Quelle fut la postérité de cette enquête et de ses révélations ? Mis à part de redonner de la crédibilité aux institutions démocratiques un temps, rien. La CIA, prétextant que les révélations mettaient en danger la sécurité nationale et ses agents, en instrumentalisant l'affaire de l'assassinat d'un de ses chefs de poste en Grèce [15] fin 1975, réussira à éviter l'adoption de législations contraignantes. Certains journalistes ont d'ailleurs argumenter sur le fait que la commission avait été très « encadrée » par la CIA pour limiter les révélations sur la portée de sa main mise sur la presse, le cinéma et de manière générale, la vie politique et intellectuelle aux EU [16].

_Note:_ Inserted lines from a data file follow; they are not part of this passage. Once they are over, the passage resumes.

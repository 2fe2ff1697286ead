//! String-keyed publish/subscribe registry.

use std::collections::HashMap;
use std::panic::{AssertUnwindSafe, catch_unwind};
use std::sync::Arc;

use parking_lot::RwLock;
use serde_json::Value;
use tracing::error;

/// Event handler. Identity is the `Arc` allocation, so keep the `Arc`
/// around to unsubscribe later.
pub type Handler = Arc<dyn Fn(&Value) + Send + Sync>;

/// Wrap a closure as a [`Handler`].
pub fn handler<F>(f: F) -> Handler
where
    F: Fn(&Value) + Send + Sync + 'static,
{
    Arc::new(f)
}

/// Synchronous event bus.
///
/// Handlers run in registration order on the emitting thread. A panic
/// in one handler is logged and does not stop the others.
#[derive(Clone, Default)]
pub struct EventBus {
    handlers: Arc<RwLock<HashMap<String, Vec<Handler>>>>,
}

impl std::fmt::Debug for EventBus {
    fn fmt(&self, f: &mut std::fmt::Formatter<'_>) -> std::fmt::Result {
        let handlers = self.handlers.read();
        let mut events: Vec<_> = handlers.iter().map(|(k, v)| (k.clone(), v.len())).collect();
        events.sort();
        f.debug_struct("EventBus").field("events", &events).finish()
    }
}

impl EventBus {
    /// Create an empty bus.
    #[must_use]
    pub fn new() -> Self {
        Self::default()
    }

    /// Subscribe `handler` to `event`. Subscribing the same handler twice
    /// is a no-op.
    pub fn on(&self, event: &str, handler: Handler) {
        let mut handlers = self.handlers.write();
        let list = handlers.entry(event.to_string()).or_default();
        if !list.iter().any(|h| Arc::ptr_eq(h, &handler)) {
            list.push(handler);
        }
    }

    /// Unsubscribe `handler` from `event`.
    pub fn off(&self, event: &str, handler: &Handler) {
        let mut handlers = self.handlers.write();
        if let Some(list) = handlers.get_mut(event) {
            list.retain(|h| !Arc::ptr_eq(h, handler));
            if list.is_empty() {
                handlers.remove(event);
            }
        }
    }

    /// Number of handlers subscribed to `event`.
    #[must_use]
    pub fn handler_count(&self, event: &str) -> usize {
        self.handlers.read().get(event).map_or(0, Vec::len)
    }

    /// Invoke every handler subscribed to `event` with `payload`.
    pub fn emit(&self, event: &str, payload: &Value) {
        // Snapshot so handlers may subscribe, unsubscribe or emit.
        let snapshot: Vec<Handler> = match self.handlers.read().get(event) {
            Some(list) => list.clone(),
            None => return,
        };

        for handler in snapshot {
            if let Err(panic) = catch_unwind(AssertUnwindSafe(|| handler(payload))) {
                let message = panic
                    .downcast_ref::<&str>()
                    .map(|s| (*s).to_string())
                    .or_else(|| panic.downcast_ref::<String>().cloned())
                    .unwrap_or_else(|| "non-string panic".to_string());
                error!(event, panic = %message, "event handler panicked");
            }
        }
    }
}
//! Normalized HTTP result envelope.
//!
//! Every call through the request pipeline resolves to an [`Envelope`]:
//! either the decoded success payload or a classified failure. Callers
//! branch on [`Envelope::is_success`] instead of handling errors.

use std::fmt;
use std::str::FromStr;

use serde::ser::SerializeMap;
use serde::{Deserialize, Deserializer, Serialize, Serializer};
use serde_json::Value;

use crate::ProtoError;

/// Classified failure category carried by a failure envelope.
#[derive(Debug, Clone, Copy, PartialEq, Eq, Hash)]
pub enum ErrorCategory {
    /// No response was received.
    NetworkError,
    /// The request deadline elapsed.
    Timeout,
    /// The server answered with a non-2xx status.
    Http(u16),
    /// The call required credentials and none could be resolved.
    AuthenticationRequired,
}

impl ErrorCategory {
    /// Whether a failure of this category may be retried.
    ///
    /// Network failures, timeouts, 5xx and 429 are retryable. Every other
    /// 4xx is final.
    #[must_use]
    pub const fn is_retryable(&self) -> bool {
        match self {
            Self::NetworkError | Self::Timeout => true,
            Self::Http(status) => *status >= 500 || *status == 429,
            Self::AuthenticationRequired => false,
        }
    }

    /// HTTP status for [`ErrorCategory::Http`], `None` otherwise.
    #[must_use]
    pub const fn status(&self) -> Option<u16> {
        match self {
            Self::Http(status) => Some(*status),
            _ => None,
        }
    }
}

impl fmt::Display for ErrorCategory {
    fn fmt(&self, f: &mut fmt::Formatter<'_>) -> fmt::Result {
        match self {
            Self::NetworkError => write!(f, "network_error"),
            Self::Timeout => write!(f, "timeout"),
            Self::Http(status) => write!(f, "http_{status}"),
            Self::AuthenticationRequired => write!(f, "authentication_required"),
        }
    }
}

impl FromStr for ErrorCategory {
    type Err = ProtoError;

    fn from_str(s: &str) -> Result<Self, Self::Err> {
        match s {
            "network_error" => Ok(Self::NetworkError),
            "timeout" => Ok(Self::Timeout),
            "authentication_required" => Ok(Self::AuthenticationRequired),
            other => other
                .strip_prefix("http_")
                .and_then(|code| code.parse::<u16>().ok())
                .map(Self::Http)
                .ok_or_else(|| ProtoError::Decoding(format!("unknown error category: {other}"))),
        }
    }
}

impl Serialize for ErrorCategory {
    fn serialize<S: Serializer>(&self, serializer: S) -> Result<S::Ok, S::Error> {
        serializer.collect_str(self)
    }
}

impl<'de> Deserialize<'de> for ErrorCategory {
    fn deserialize<D: Deserializer<'de>>(deserializer: D) -> Result<Self, D::Error> {
        let raw = String::deserialize(deserializer)?;
        raw.parse().map_err(serde::de::Error::custom)
    }
}

/// Result of one logical HTTP call.
#[derive(Debug, Clone, PartialEq)]
pub enum Envelope {
    /// The call succeeded.
    Success {
        /// Decoded response body.
        payload: Value,
        /// Served from the response cache without network I/O.
        from_cache: bool,
    },
    /// The call failed with a classified error.
    Failure {
        /// Failure category.
        error: ErrorCategory,
        /// Human-readable message.
        message: String,
        /// Parsed error body, when the server sent one.
        details: Option<Value>,
    },
}

impl Envelope {
    /// Create a success envelope for a fresh network response.
    #[must_use]
    pub const fn success(payload: Value) -> Self {
        Self::Success {
            payload,
            from_cache: false,
        }
    }

    /// Create a success envelope for a cache hit.
    #[must_use]
    pub const fn cached(payload: Value) -> Self {
        Self::Success {
            payload,
            from_cache: true,
        }
    }

    /// Create a failure envelope.
    #[must_use]
    pub fn failure(error: ErrorCategory, message: impl Into<String>, details: Option<Value>) -> Self {
        Self::Failure {
            error,
            message: message.into(),
            details,
        }
    }

    /// Whether this envelope carries a success payload.
    #[must_use]
    pub const fn is_success(&self) -> bool {
        matches!(self, Self::Success { .. })
    }

    /// Whether this envelope was served from cache.
    #[must_use]
    pub const fn is_from_cache(&self) -> bool {
        matches!(self, Self::Success { from_cache: true, .. })
    }

    /// The success payload, if any.
    #[must_use]
    pub const fn payload(&self) -> Option<&Value> {
        match self {
            Self::Success { payload, .. } => Some(payload),
            Self::Failure { .. } => None,
        }
    }

    /// The failure category, if any.
    #[must_use]
    pub const fn error(&self) -> Option<ErrorCategory> {
        match self {
            Self::Success { .. } => None,
            Self::Failure { error, .. } => Some(*error),
        }
    }

    /// Serialize the external JSON shape.
    ///
    /// # Errors
    ///
    /// Returns an error if serialization fails.
    pub fn to_json(&self) -> Result<String, ProtoError> {
        serde_json::to_string(self).map_err(|e| ProtoError::Encoding(e.to_string()))
    }
}

#[derive(Serialize)]
struct FailureBody<'a> {
    success: bool,
    error: ErrorCategory,
    message: &'a str,
    details: Option<&'a Value>,
}

/// External JSON shape.
///
/// Object payloads are flattened next to `success`; a `success` field in
/// the payload itself wins. Non-object payloads are placed under `data`.
/// Failures always carry `details`, `null` when absent.
impl Serialize for Envelope {
    fn serialize<S: Serializer>(&self, serializer: S) -> Result<S::Ok, S::Error> {
        match self {
            Self::Success {
                payload,
                from_cache,
            } => {
                let fields = payload.as_object();
                let mut map = serializer.serialize_map(None)?;
                match fields {
                    Some(fields) => {
                        for (key, value) in fields {
                            if *from_cache && key == "fromCache" {
                                continue;
                            }
                            map.serialize_entry(key, value)?;
                        }
                    }
                    None => map.serialize_entry("data", payload)?,
                }
                if !fields.is_some_and(|f| f.contains_key("success")) {
                    map.serialize_entry("success", &true)?;
                }
                if *from_cache {
                    map.serialize_entry("fromCache", &true)?;
                }
                map.end()
            }
            Self::Failure {
                error,
                message,
                details,
            } => FailureBody {
                success: false,
                error: *error,
                message: message.as_str(),
                details: details.as_ref(),
            }
            .serialize(serializer),
        }
    }
}

#[cfg(test)]
mod tests {
    use super::*;
    use proptest::prelude::*;
    use serde_json::json;
    use test_case::test_case;

    fn render(envelope: &Envelope) -> Value {
        serde_json::to_value(envelope).unwrap()
    }

    #[test_case(ErrorCategory::NetworkError, "network_error" ; "network")]
    #[test_case(ErrorCategory::Timeout, "timeout" ; "timeout")]
    #[test_case(ErrorCategory::Http(503), "http_503" ; "server error")]
    #[test_case(ErrorCategory::AuthenticationRequired, "authentication_required" ; "auth")]
    fn category_display_and_parse(category: ErrorCategory, text: &str) {
        assert_eq!(category.to_string(), text);
        assert_eq!(text.parse::<ErrorCategory>().ok(), Some(category));
    }

    #[test_case(400, false ; "bad request")]
    #[test_case(403, false ; "forbidden")]
    #[test_case(404, false ; "not found")]
    #[test_case(429, true ; "too many requests")]
    #[test_case(500, true ; "internal error")]
    #[test_case(503, true ; "unavailable")]
    fn http_retry_classification(status: u16, retryable: bool) {
        assert_eq!(ErrorCategory::Http(status).is_retryable(), retryable);
    }

    #[test]
    fn test_unknown_category_rejected() {
        assert!("http_abc".parse::<ErrorCategory>().is_err());
        assert!("boom".parse::<ErrorCategory>().is_err());
    }

    #[test]
    fn test_category_serde_as_string() {
        let json = serde_json::to_string(&ErrorCategory::Http(404)).unwrap();
        assert_eq!(json, "\"http_404\"");
        let back: ErrorCategory = serde_json::from_str(&json).unwrap();
        assert_eq!(back, ErrorCategory::Http(404));
    }

    #[test]
    fn test_success_flattens_object_payload() {
        let envelope = Envelope::success(json!({"items": [1, 2]}));
        assert_eq!(render(&envelope), json!({"success": true, "items": [1, 2]}));
    }

    #[test]
    fn test_cached_success_marks_from_cache() {
        let envelope = Envelope::cached(json!({"status": "ok"}));
        assert!(envelope.is_from_cache());
        assert_eq!(
            render(&envelope),
            json!({"success": true, "status": "ok", "fromCache": true})
        );
    }

    #[test]
    fn test_success_wraps_non_object_payload() {
        let envelope = Envelope::success(json!([1, 2, 3]));
        assert_eq!(render(&envelope), json!({"success": true, "data": [1, 2, 3]}));
    }

    #[test]
    fn test_payload_success_field_wins() {
        let envelope = Envelope::success(json!({"success": false, "reason": "quota"}));
        assert_eq!(render(&envelope)["success"], json!(false));
    }

    #[test]
    fn test_failure_shape() {
        let envelope = Envelope::failure(
            ErrorCategory::Http(500),
            "Internal Server Error",
            Some(json!({"message": "Internal Server Error"})),
        );
        assert!(!envelope.is_success());
        assert_eq!(envelope.error(), Some(ErrorCategory::Http(500)));
        assert_eq!(
            render(&envelope),
            json!({
                "success": false,
                "error": "http_500",
                "message": "Internal Server Error",
                "details": {"message": "Internal Server Error"},
            })
        );
    }

    #[test]
    fn test_cached_flag_is_not_duplicated() {
        let envelope = Envelope::cached(json!({"fromCache": false, "n": 1}));
        let text = envelope.to_json().unwrap();
        assert_eq!(text.matches("fromCache").count(), 1);
        assert_eq!(render(&envelope)["fromCache"], json!(true));
    }

    #[test]
    fn test_failure_without_details_renders_null() {
        let envelope = Envelope::failure(ErrorCategory::Timeout, "Request timeout after 10ms", None);
        let json = envelope.to_json().unwrap();
        assert!(json.contains("\"details\":null"));
        assert!(envelope.payload().is_none());
    }

    proptest! {
        #[test]
        fn prop_http_category_text_roundtrips(status in any::<u16>()) {
            let category = ErrorCategory::Http(status);
            let text = category.to_string();
            prop_assert_eq!(text.parse::<ErrorCategory>().ok(), Some(category));
            let json = serde_json::to_string(&category).unwrap();
            prop_assert_eq!(serde_json::from_str::<ErrorCategory>(&json).ok(), Some(category));
        }

        #[test]
        fn prop_retryable_matches_status_class(status in 100u16..600) {
            let expected = status >= 500 || status == 429;
            prop_assert_eq!(ErrorCategory::Http(status).is_retryable(), expected);
        }

        #[test]
        fn prop_success_shape_keeps_payload_fields(
            fields in proptest::collection::btree_map("[a-z]{1,6}", any::<i64>(), 0..6),
        ) {
            let payload: serde_json::Map<String, Value> =
                fields.iter().map(|(k, v)| (k.clone(), json!(v))).collect();
            let rendered = render(&Envelope::success(Value::Object(payload)));
            for (key, value) in &fields {
                if key != "success" {
                    prop_assert_eq!(&rendered[key.as_str()], &json!(value));
                }
            }
            prop_assert!(rendered.get("success").is_some());
        }
    }
}
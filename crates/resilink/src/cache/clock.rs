//! Wall-clock source for cache expiry.

use std::sync::Arc;
use std::sync::atomic::{AtomicU64, Ordering};
use std::time::{Duration, SystemTime, UNIX_EPOCH};

/// Source of the current time in milliseconds since the UNIX epoch.
pub trait Clock: Send + Sync {
    /// Current time in epoch milliseconds.
    fn now_millis(&self) -> u64;
}

/// Real system clock.
#[derive(Debug, Clone, Copy, Default)]
pub struct SystemClock;

impl Clock for SystemClock {
    fn now_millis(&self) -> u64 {
        SystemTime::now()
            .duration_since(UNIX_EPOCH)
            .unwrap_or_default()
            .as_millis() as u64
    }
}

/// Manually advanced clock for deterministic tests.
///
/// Clones share the same time.
#[derive(Debug, Clone, Default)]
pub struct MockClock {
    now: Arc<AtomicU64>,
}

impl MockClock {
    /// Create a clock starting at `start_millis`.
    #[must_use]
    pub fn starting_at(start_millis: u64) -> Self {
        Self {
            now: Arc::new(AtomicU64::new(start_millis)),
        }
    }

    /// Move the clock forward.
    pub fn advance(&self, by: Duration) {
        self.now.fetch_add(by.as_millis() as u64, Ordering::SeqCst);
    }
}

impl Clock for MockClock {
    fn now_millis(&self) -> u64 {
        self.now.load(Ordering::SeqCst)
    }
}

#[cfg(test)]
mod tests {
    use super::*;

    #[test]
    fn test_system_clock_is_after_2020() {
        assert!(SystemClock.now_millis() > 1_577_836_800_000);
    }

    #[test]
    fn test_mock_clock_advances_shared_time() {
        let clock = MockClock::starting_at(1_000);
        let view = clock.clone();

        clock.advance(Duration::from_millis(250));

        assert_eq!(view.now_millis(), 1_250);
    }
}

Les législations successives des années suivantes iront directement à l'encontre de l'esprit de la commission. Les agences auront de moins en moins de comptes à rendre, et une liberté d'action toujours croissante. On peut citer notamment le « Intelligence Identities Protection Act » de 1982, qui punit toute personne cherchant à déterminer l'appartenance d'un individu à une agence de renseignement, et plus lourdement encore quelqu’un qui révélerait le nom d'un agent. La politique de totale impunité culminera avec le fameux « Patriot Act » de 2001, encore renforcé par le « Foreign Intelligence Surveillance Act of 1978 Amendments Act of 2008 ».
Depuis les 45 ans qui nous séparent du « Church Committee », les moyens financiers, humains et surtout technologiques des agences n'ont jamais cesser de croître. Comme les moyens de contrôle et obligations de transparence et de respect de la loi n'ont jamais cessé de décroître. Ce qui laisse penser que les quelques révélations offertes par Assange, Snowden ou Manning sont bien peu de chose...
« Empêcher la libre circulation des idées » disait le rapport, mais il ne faut pas l'entendre comme une censure. Il s'agit de contrôler ce qui circulera et ce qui ne circulera pas. Ce qui pourra être compris, et ce qui sera ignoré des masses, parce que trop éloigné de leur univers culturel, celui-ci ayant été patiemment concocté, intégralement manipulé. « Hégémonie culturelle » disait Gramsci, qui devient progressivement aussi hégémonie psychologique, stade terminal (?) de la domination et de l'exploitation.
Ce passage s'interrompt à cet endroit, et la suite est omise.